The first evidence for DRD4 receptor mRNA expression in ASD patients is an increase in peripheral blood lymphocytes compared to controls (Emanuele et al. 2010). This study was in accordance with our findings, and the expression of the DRD4 gene was also increased in our patient group. In a recent study, DRD4 mRNA expression in whole blood was significantly lower in ADHD and ASD children compared to healthy controls (Taurines et al. 2011).

Low serotonergic activity correlates with increased impulsive-aggressive behavior, while the opposite association may apply to cognitive impulsiveness (Oades et al. 2008). The SLC6A4 gene modulates serotoninergic neurotransmission by the active reuptake of serotonin from the synaptic cleft into the presynaptic nerves (Whyte et al. 2014).

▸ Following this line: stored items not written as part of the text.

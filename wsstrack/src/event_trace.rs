//! Event traces.
//!
//! An event trace is a magic, followed by a [`Header`] and then
//! a list of fixed-size records, each encoding an [`AccessEvent`].
//! All integers are little-endian.

// Imports
use {
	crate::event::AccessEvent,
	anyhow::Context,
	byteorder::{LittleEndian, ReadBytesExt, WriteBytesExt},
	std::io,
	wsstrack_util::ReadByteArray,
};

/// Event trace reader
#[derive(Clone, Debug)]
pub struct EventTraceReader<R> {
	/// Header
	header: Header,

	/// Records remaining
	records_remaining: u64,

	/// Reader
	reader: R,
}

impl<R: io::Read + io::Seek> EventTraceReader<R> {
	/// Parses an event trace from a reader
	pub fn from_reader(mut reader: R) -> Result<Self, anyhow::Error> {
		// Read the magic
		let magic = reader.read_byte_array().context("Unable to read magic")?;
		anyhow::ensure!(magic == MAGIC, "Found wrong magic {magic:?}, expected {MAGIC:?}");

		// Read the header
		let header = Header::from_reader(&mut reader).context("Unable to read header")?;
		tracing::trace!(?header, "Parsed header");

		// Then check how many records there actually are
		let total_records = {
			let records_start = reader
				.stream_position()
				.context("Unable to get stream position")?;
			let stream_len = reader.seek(io::SeekFrom::End(0)).context("Unable to get stream length")?;
			reader
				.seek(io::SeekFrom::Start(records_start))
				.context("Unable to seek back to records")?;

			let record_size = Record::BYTE_SIZE as u64;
			let total_actual_size = stream_len - records_start;
			let total_expected_size = header.records * record_size;
			if total_actual_size != total_expected_size {
				tracing::warn!(
					"Event trace size differs from expected. Found {total_actual_size}, expected {total_expected_size}"
				);
			}

			total_actual_size / record_size
		};

		Ok(Self {
			header,
			records_remaining: total_records,
			reader,
		})
	}
}

impl<R: io::Read> EventTraceReader<R> {
	/// Reads the next event
	pub fn read_next(&mut self) -> Result<Option<AccessEvent>, anyhow::Error> {
		// If we're done, return `None`
		if self.records_remaining == 0 {
			return Ok(None);
		}

		// Else parse the next record and reduce the remaining records
		let record = Record::from_reader(&mut self.reader).context("Unable to read record")?;
		self.records_remaining -= 1;

		Ok(Some(record.event))
	}

	/// Returns the remaining records
	pub fn records_remaining(&self) -> u64 {
		self.records_remaining
	}

	/// Returns the header
	pub fn header(&self) -> &Header {
		&self.header
	}
}

/// Event trace writer
#[derive(Clone, Debug)]
pub struct EventTraceWriter<W> {
	/// Header, updated with every record
	header: Header,

	/// Writer
	writer: W,
}

impl<W: io::Write + io::Seek> EventTraceWriter<W> {
	/// Creates a new writer
	pub fn new(mut writer: W) -> Result<Self, anyhow::Error> {
		// Write the magic
		// Note: We rewind to ensure we write at the start, because we then
		//       later come back to write the header
		writer.rewind().context("Unable to rewind to start")?;
		writer.write_all(&MAGIC).context("Unable to write magic")?;

		// Write an empty header, to be filled in when finishing
		Header::default()
			.to_writer(&mut writer)
			.context("Unable to write placeholder header")?;

		Ok(Self {
			header: Header::default(),
			writer,
		})
	}

	/// Writes an event.
	///
	/// Empty events are skipped, since they're never produced by an event source.
	pub fn write(&mut self, event: &AccessEvent) -> Result<(), anyhow::Error> {
		if event.is_empty() {
			tracing::trace!("Skipping empty event");
			return Ok(());
		}

		Record { event: *event }
			.to_writer(&mut self.writer)
			.context("Unable to write record")?;

		self.header.records += 1;
		self.header.reads += u64::from(event.read1.is_some()) + u64::from(event.read2.is_some());
		self.header.writes += u64::from(event.write.is_some());
		Ok(())
	}

	/// Returns the number of records written
	pub fn records_written(&self) -> u64 {
		self.header.records
	}

	/// Finishes writing
	pub fn finish(mut self) -> Result<W, anyhow::Error> {
		// Rewind the writer and write the header
		self.writer
			.seek(io::SeekFrom::Start(MAGIC.len() as u64))
			.context("Unable to seek to header")?;
		self.header
			.to_writer(&mut self.writer)
			.context("Unable to write header")?;
		self.writer.flush().context("Unable to flush writer")?;

		Ok(self.writer)
	}
}

/// Magic
pub const MAGIC: [u8; 8] = *b"WSST v0\0";

/// Header
#[derive(PartialEq, Eq, Clone, Copy, Default, Debug)]
pub struct Header {
	/// Total records
	pub records: u64,

	/// Total read accesses
	pub reads: u64,

	/// Total write accesses
	pub writes: u64,
}

impl Header {
	/// Returns the size of this header (including any padding)
	pub const BYTE_SIZE: usize = 0x20;

	/// Parses a header from a reader
	pub fn from_reader<R: io::Read>(reader: &mut R) -> Result<Self, anyhow::Error> {
		let records = reader.read_u64::<LittleEndian>().context("Unable to read records")?;
		let reads = reader.read_u64::<LittleEndian>().context("Unable to read reads")?;
		let writes = reader.read_u64::<LittleEndian>().context("Unable to read writes")?;

		// Then skip the padding
		let _padding: [u8; 8] = reader.read_byte_array().context("Unable to read padding")?;

		Ok(Self { records, reads, writes })
	}

	/// Writes a header to a writer
	pub fn to_writer<W: io::Write>(&self, writer: &mut W) -> Result<(), anyhow::Error> {
		writer
			.write_u64::<LittleEndian>(self.records)
			.context("Unable to write records")?;
		writer
			.write_u64::<LittleEndian>(self.reads)
			.context("Unable to write reads")?;
		writer
			.write_u64::<LittleEndian>(self.writes)
			.context("Unable to write writes")?;
		writer.write_all(&[0; 8]).context("Unable to write padding")?;

		Ok(())
	}
}

/// Record
#[derive(PartialEq, Eq, Clone, Copy, Debug)]
pub struct Record {
	/// Event
	pub event: AccessEvent,
}

impl Record {
	/// Returns the size of this record
	pub const BYTE_SIZE: usize = 0x20;

	// Presence bits
	const READ1_PRESENT: u64 = 1 << 0;
	const READ2_PRESENT: u64 = 1 << 1;
	const WRITE_PRESENT: u64 = 1 << 2;

	/// Parses a record from a reader
	pub fn from_reader<R: io::Read>(reader: &mut R) -> Result<Self, anyhow::Error> {
		let present = reader.read_u64::<LittleEndian>().context("Unable to read presence")?;
		let read1 = reader.read_u64::<LittleEndian>().context("Unable to read read1")?;
		let read2 = reader.read_u64::<LittleEndian>().context("Unable to read read2")?;
		let write = reader.read_u64::<LittleEndian>().context("Unable to read write")?;

		let unknown = present & !(Self::READ1_PRESENT | Self::READ2_PRESENT | Self::WRITE_PRESENT);
		anyhow::ensure!(unknown == 0, "Unknown presence bits: {unknown:#x}");

		let event = AccessEvent {
			read1: (present & Self::READ1_PRESENT != 0).then_some(read1),
			read2: (present & Self::READ2_PRESENT != 0).then_some(read2),
			write: (present & Self::WRITE_PRESENT != 0).then_some(write),
		};

		Ok(Self { event })
	}

	/// Writes a record to a writer
	pub fn to_writer<W: io::Write>(&self, writer: &mut W) -> Result<(), anyhow::Error> {
		let mut present = 0;
		for (slot, bit) in [
			(self.event.read1, Self::READ1_PRESENT),
			(self.event.read2, Self::READ2_PRESENT),
			(self.event.write, Self::WRITE_PRESENT),
		] {
			if slot.is_some() {
				present |= bit;
			}
		}

		writer
			.write_u64::<LittleEndian>(present)
			.context("Unable to write presence")?;
		writer
			.write_u64::<LittleEndian>(self.event.read1.unwrap_or(0))
			.context("Unable to write read1")?;
		writer
			.write_u64::<LittleEndian>(self.event.read2.unwrap_or(0))
			.context("Unable to write read2")?;
		writer
			.write_u64::<LittleEndian>(self.event.write.unwrap_or(0))
			.context("Unable to write write")?;

		Ok(())
	}
}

In our study, while the data were not significantly different, the low gene expression of SLC6A4 in the patient group implied that there is an abnormality of serotonin reuptake. HTR1E encodes one of the highly conserved serotonin receptor gene families (Shoval et al. 2014). The serotonin receptors are involved in several behavioral functions (e.g. nociception, aggression, and stress). This gene expression was significantly lower in the ASD patients compared to the controls. We can suggest that serotonin receptors have potential roles in the pathophysiology of these cases, as is consistent in the literature. In our study, the HTR1E gene expression pattern was significantly different in our groups. As a result of our findings mentioned above, TACR1, HTR1E and DRD4 expression patterns may be useful tools in the diagnostic procedures of ADHD and ASD in future studies.

Additionally in this study, a positive and strong correlation was observed between the PRKG1 and OPRM1, PRKG1 and SLC6A4, OPRL1 and DRD4 genes. These positively correlated genes may be thought to have contributed to the autism phenotype by interacting on the same or similar pathways.

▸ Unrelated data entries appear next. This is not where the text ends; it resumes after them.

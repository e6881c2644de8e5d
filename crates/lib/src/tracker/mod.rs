//! Installed-state tracker.
//!
//! A per-project record of which descriptors agentkit installed and the
//! fingerprint each had at install time. It is advisory: it never decides
//! whether a file exists, only why an existing one differs from the catalog.
//!
//! # Storage Layout
//!
//! ```text
//! <project>/.agentkit/
//! └── installed.json      # TrackerRecord, whole-document replace on save
//! ```

mod storage;
mod types;

pub use storage::*;
pub use types::*;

Finally, our study revealed significant results with the clinical findings of ASD. This indicates a need for replication of this study both with mRNA and protein levels and for contributing influences to be explored and better understood. To the best of our knowledge, the expressions of the candidate genes that we tested have not yet been investigated in ASD patients displaying aggression and insensitivity to pain. Alterations in the mRNA expression patterns of the HTR1E, OPRL1, OPRM1, TACR1, PRKG1, SCN9A and DRD4 genes provide further evidence for a relevant effect of the respective candidate genes on the pathophysiology of ASD. Low expression of the OPRM1 and CRHR1 genes can make a positive contribution to the autism phenotype. We suggest that CRH levels and the CRHR2 gene may be further investigated in the same way. The presence of expression differences between genders also provides clues about the disease phenotype. Given their potential as markers, mRNA expression patterns may be useful tools in the diagnostic procedures of ASD. Future studies may use larger sample groups to determine the sensitivity and specificity of these putative markers in the mRNA and protein expression profiles of these genes, including other neuropsychiatric disorders.